To say that Mancini’s swingin’ themes made a splash would be an understatement. The first album reached No. 1 on Billboard’s Pop LP Chart, and suddenly everybody wanted a piece of the action. All sorts of folks covered the groovin' title theme, with Ray Anthony's version spending 17 weeks on the Billboard Hot 100 chart between January 5 and April 27, 1959; it peaked at No. 8 the week of March 2.

Ted Nash, Maxwell Davis and Pete Candoli had released the first cover album, titled simply Peter Gunn, the year before; Nash, Pete and Conte Candoli, calling themselves the Soundstage All Stars, followed with More Peter Gunn in 1959. Drummer Shelly Manne & His Men also released two albums in 1959: Play Peter Gunn and Son of Gunn. The Joe Wilder Quartet joined the fun in 1959, with Jazz from Peter Gunn; Ray Ellis and his Orchestra followed in 1960, with The Best of Peter Gunn.

(And if I’ve missed any others, please let me know.)

It’s very simple, really: When listeners really, truly love a particular score, they can’t get enough of it. Leonard Bernstein’s music for West Side Story is another good example; I couldn’t begin to tabulate all the jazz cover versions that album generated.

We therefore shouldn’t be surprised that Guaraldi’s beloved Christmas album has received the same treatment, and increasingly more often during the past few years.

But are they any good?

In most cases, yes, and well worth your time and money. And since this is the holiday season, it seems an appropriate time to discuss them all.

But let’s make it a bit more fun, and score the contestants according to my own whimsical parameters. Points therefore will be awarded for...
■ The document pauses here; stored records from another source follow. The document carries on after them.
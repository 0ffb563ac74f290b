//! Domain types shared by every briefing stage

use briefing_prompt::Language;
use chrono::{DateTime, Local, NaiveDate};
use serde::{Deserialize, Serialize};
use std::fmt;
use std::str::FromStr;

/// Where a watchlist entry came from
#[derive(Debug, Clone, Copy, PartialEq, Eq, Serialize, Deserialize)]
pub enum EntryOrigin {
    /// Configured watchlist
    Watchlist,
    /// Added by hot-ticker discovery
    Trending,
}

/// One ticker to report on
#[derive(Debug, Clone, PartialEq, Eq, Serialize, Deserialize)]
#[serde(from = "RawWatchlistEntry")]
pub struct WatchlistEntry {
    pub display_name: String,
    pub ticker: String,
    exclude_keywords: Vec<String>,
    pub origin: EntryOrigin,
}

impl WatchlistEntry {
    pub fn new(display_name: impl Into<String>, ticker: impl Into<String>) -> Self {
        Self {
            display_name: display_name.into(),
            ticker: ticker.into(),
            exclude_keywords: Vec::new(),
            origin: EntryOrigin::Watchlist,
        }
    }

    /// An entry discovered from trending headlines; named after its ticker
    pub fn trending(ticker: impl Into<String>) -> Self {
        let ticker = ticker.into();
        Self {
            display_name: ticker.clone(),
            ticker,
            exclude_keywords: Vec::new(),
            origin: EntryOrigin::Trending,
        }
    }

    /// Set the exclude keywords. Blanks are skipped and duplicates dropped,
    /// keeping the first occurrence.
    pub fn with_excludes<I, S>(mut self, keywords: I) -> Self
    where
        I: IntoIterator<Item = S>,
        S: AsRef<str>,
    {
        self.exclude_keywords.clear();
        for keyword in keywords {
            let keyword = keyword.as_ref().trim();
            if !keyword.is_empty() && !self.exclude_keywords.iter().any(|k| k == keyword) {
                self.exclude_keywords.push(keyword.to_string());
            }
        }
        self
    }

    pub fn exclude_keywords(&self) -> &[String] {
        &self.exclude_keywords
    }
}

/// Deserialized form, normalized through [`WatchlistEntry::with_excludes`]
#[derive(Deserialize)]
struct RawWatchlistEntry {
    display_name: String,
    ticker: String,
    #[serde(default)]
    exclude_keywords: Vec<String>,
    origin: EntryOrigin,
}

impl From<RawWatchlistEntry> for WatchlistEntry {
    fn from(raw: RawWatchlistEntry) -> Self {
        Self {
            display_name: raw.display_name,
            ticker: raw.ticker,
            exclude_keywords: Vec::new(),
            origin: raw.origin,
        }
        .with_excludes(raw.exclude_keywords)
    }
}

/// Short symbolic indicator attached to a ticker row
#[derive(Debug, Clone, Copy, PartialEq, Eq, Serialize, Deserialize)]
pub enum BadgeFlag {
    HighVolatility,
    NearYearHigh,
    EarningsSoon,
}

impl BadgeFlag {
    pub fn symbol(self) -> &'static str {
        match self {
            BadgeFlag::HighVolatility => "🔥",
            BadgeFlag::NearYearHigh => "🚀",
            BadgeFlag::EarningsSoon => "📅",
        }
    }

    pub fn label(self, language: &Language) -> &'static str {
        match (self, language) {
            (BadgeFlag::HighVolatility, Language::Korean) => "변동성 확대",
            (BadgeFlag::NearYearHigh, Language::Korean) => "52주 신고가 근접",
            (BadgeFlag::EarningsSoon, Language::Korean) => "실적 발표 임박",
            (BadgeFlag::HighVolatility, _) => "High volatility",
            (BadgeFlag::NearYearHigh, _) => "Near 52-week high",
            (BadgeFlag::EarningsSoon, _) => "Earnings soon",
        }
    }
}

/// Metrics derived for one ticker at run time
#[derive(Debug, Clone, PartialEq, Serialize, Deserialize)]
pub struct QuoteMetrics {
    pub price: f64,
    pub previous_close: f64,
    pub percent_change: f64,
    pub market_cap: Option<f64>,
    pub year_high: f64,
    pub year_low: f64,
    pub pe_ratio: Option<f64>,
    /// Fraction, e.g. `0.0044` for 0.44%
    pub dividend_yield: Option<f64>,
    pub analyst_target: Option<f64>,
    pub recommendation_key: Option<String>,
    pub upside_percent: f64,
    pub distance_from_low: f64,
    pub earnings_date: Option<NaiveDate>,
    pub badges: Vec<BadgeFlag>,
}

/// Quote result for one ticker; never an error
#[derive(Debug, Clone, PartialEq, Serialize, Deserialize)]
pub enum QuoteSnapshot {
    Available(QuoteMetrics),
    Unavailable { reason: String },
}

impl QuoteSnapshot {
    pub fn unavailable(reason: impl Into<String>) -> Self {
        QuoteSnapshot::Unavailable {
            reason: reason.into(),
        }
    }

    pub fn metrics(&self) -> Option<&QuoteMetrics> {
        match self {
            QuoteSnapshot::Available(metrics) => Some(metrics),
            QuoteSnapshot::Unavailable { .. } => None,
        }
    }

    pub fn is_available(&self) -> bool {
        self.metrics().is_some()
    }

    pub fn badges(&self) -> &[BadgeFlag] {
        self.metrics()
            .map(|m| m.badges.as_slice())
            .unwrap_or_default()
    }
}

/// A news headline
#[derive(Debug, Clone, PartialEq, Eq, Serialize, Deserialize)]
pub struct NewsItem {
    pub title: String,
    pub link: String,
    /// Article teaser, when the source provides one
    pub description: Option<String>,
}

impl NewsItem {
    pub fn new(title: impl Into<String>, link: impl Into<String>) -> Self {
        Self {
            title: title.into(),
            link: link.into(),
            description: None,
        }
    }

    pub fn with_description(mut self, description: impl Into<String>) -> Self {
        self.description = Some(description.into());
        self
    }
}

/// Investor sentiment reported by the summarizer
#[derive(Debug, Clone, Copy, PartialEq, Eq, Serialize, Deserialize)]
pub enum Sentiment {
    Positive,
    Neutral,
    Negative,
}

impl Sentiment {
    pub fn label(self, language: &Language) -> &'static str {
        match (self, language) {
            (Sentiment::Positive, Language::Korean) => "긍정",
            (Sentiment::Neutral, Language::Korean) => "중립",
            (Sentiment::Negative, Language::Korean) => "부정",
            (Sentiment::Positive, _) => "Positive",
            (Sentiment::Neutral, _) => "Neutral",
            (Sentiment::Negative, _) => "Negative",
        }
    }
}

impl FromStr for Sentiment {
    type Err = String;

    fn from_str(s: &str) -> Result<Self, Self::Err> {
        match s.trim().to_ascii_lowercase().as_str() {
            "positive" => Ok(Sentiment::Positive),
            "neutral" => Ok(Sentiment::Neutral),
            "negative" => Ok(Sentiment::Negative),
            other => Err(format!("unknown sentiment {other:?}")),
        }
    }
}

/// AI summary of a ticker's news
#[derive(Debug, Clone, PartialEq, Eq, Serialize, Deserialize)]
pub enum NewsSummary {
    /// A reply that matched the summary schema
    Parsed {
        lines: Vec<String>,
        sentiment: Sentiment,
    },
    /// Fixed fallback text, rendered verbatim
    Fallback(String),
}

/// Everything reported for one ticker
#[derive(Debug, Clone, PartialEq, Serialize, Deserialize)]
pub struct ReportSection {
    pub entry: WatchlistEntry,
    /// `None` when the quote stage is disabled
    pub snapshot: Option<QuoteSnapshot>,
    pub news: Vec<NewsItem>,
    pub summary: Option<NewsSummary>,
}

impl ReportSection {
    pub fn new(entry: WatchlistEntry) -> Self {
        Self {
            entry,
            snapshot: None,
            news: Vec::new(),
            summary: None,
        }
    }

    pub fn flags(&self) -> &[BadgeFlag] {
        self.snapshot
            .as_ref()
            .map(QuoteSnapshot::badges)
            .unwrap_or_default()
    }
}

/// One row of the market overview
#[derive(Debug, Clone, PartialEq, Serialize, Deserialize)]
pub struct IndexRow {
    pub label: String,
    pub symbol: String,
    pub price: f64,
    pub percent_change: f64,
}

/// Volatility index band
#[derive(Debug, Clone, Copy, PartialEq, Eq, Serialize, Deserialize)]
pub enum VixBand {
    Calm,
    Normal,
    Elevated,
    Fear,
}

impl VixBand {
    /// `< 15` calm, `15..20` normal, `20..30` elevated, `>= 30` fear
    pub fn from_value(value: f64) -> Self {
        if value < 15.0 {
            VixBand::Calm
        } else if value < 20.0 {
            VixBand::Normal
        } else if value < 30.0 {
            VixBand::Elevated
        } else {
            VixBand::Fear
        }
    }

    pub fn label(self, language: &Language) -> &'static str {
        match (self, language) {
            (VixBand::Calm, Language::Korean) => "안정",
            (VixBand::Normal, Language::Korean) => "보통",
            (VixBand::Elevated, Language::Korean) => "경계",
            (VixBand::Fear, Language::Korean) => "공포",
            (VixBand::Calm, _) => "Calm",
            (VixBand::Normal, _) => "Normal",
            (VixBand::Elevated, _) => "Elevated",
            (VixBand::Fear, _) => "Fear",
        }
    }

    /// Display colour, from green to red
    pub fn color(self) -> &'static str {
        match self {
            VixBand::Calm => "#27ae60",
            VixBand::Normal => "#7f8c8d",
            VixBand::Elevated => "#e67e22",
            VixBand::Fear => "#c0392b",
        }
    }
}

/// VIX reading mapped to its band
#[derive(Debug, Clone, Copy, PartialEq, Serialize, Deserialize)]
pub struct VixReading {
    pub value: f64,
    pub band: VixBand,
}

impl VixReading {
    pub fn new(value: f64) -> Self {
        Self {
            value,
            band: VixBand::from_value(value),
        }
    }
}

/// Index rows and volatility shown above the ticker sections
#[derive(Debug, Clone, PartialEq, Serialize, Deserialize)]
pub struct MarketOverview {
    pub indices: Vec<IndexRow>,
    pub vix: Option<VixReading>,
}

/// Report output format
#[derive(Debug, Clone, Copy, PartialEq, Eq, Default, Serialize, Deserialize)]
pub enum ReportFormat {
    #[default]
    Html,
    Text,
}

impl FromStr for ReportFormat {
    type Err = String;

    fn from_str(s: &str) -> Result<Self, Self::Err> {
        match s.trim().to_ascii_lowercase().as_str() {
            "html" => Ok(ReportFormat::Html),
            "text" | "txt" | "plain" => Ok(ReportFormat::Text),
            other => Err(format!("unknown report format {other:?}")),
        }
    }
}

impl fmt::Display for ReportFormat {
    fn fmt(&self, f: &mut fmt::Formatter<'_>) -> fmt::Result {
        match self {
            ReportFormat::Html => write!(f, "html"),
            ReportFormat::Text => write!(f, "text"),
        }
    }
}

/// A rendered report, ready to mail
#[derive(Debug, Clone, PartialEq, Serialize, Deserialize)]
pub struct Report {
    pub subject: String,
    pub format: ReportFormat,
    pub body: String,
    pub generated_at: DateTime<Local>,
}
1) Covering all four of Guaraldi’s original tunes: “Christmas Time Is Here,” “Christmas Is Coming,” “Skating” and “Linus and Lucy” (5 points each, for a total of 20);

2) Covering all five of the traditional Christmas songs that Guaraldi arranged and included on the album: “O Tannenbaum,” “What Child Is This, (aka Greensleeves)” “My Little Drum (aka The Little Drummer Boy),” “The Christmas Song” and “Hark, the Herald Angels Sing” (5 points each, for a total of 25);

3) Plus covering Beethoven’s “Für Elise” (25 point bonus);

4) And presenting them in the same album sequence (50 point bonus).

Fresh jazz covers of additional Christmas songs are nice, but count neither toward nor against the total score.

Finally, 10 points will be subtracted for unimaginatively calling the album A Charlie Brown Christmas, because that’s confusing. At the very least, the artist(s) in question should give their work some sort of original title.

Please note, though: The final tally applies solely to how faithful the cover elements are, and in no way reflects the musicality present. Jim Martinez’s album may score low in the “perfect cover” department, but it’s one of my favorites on this list.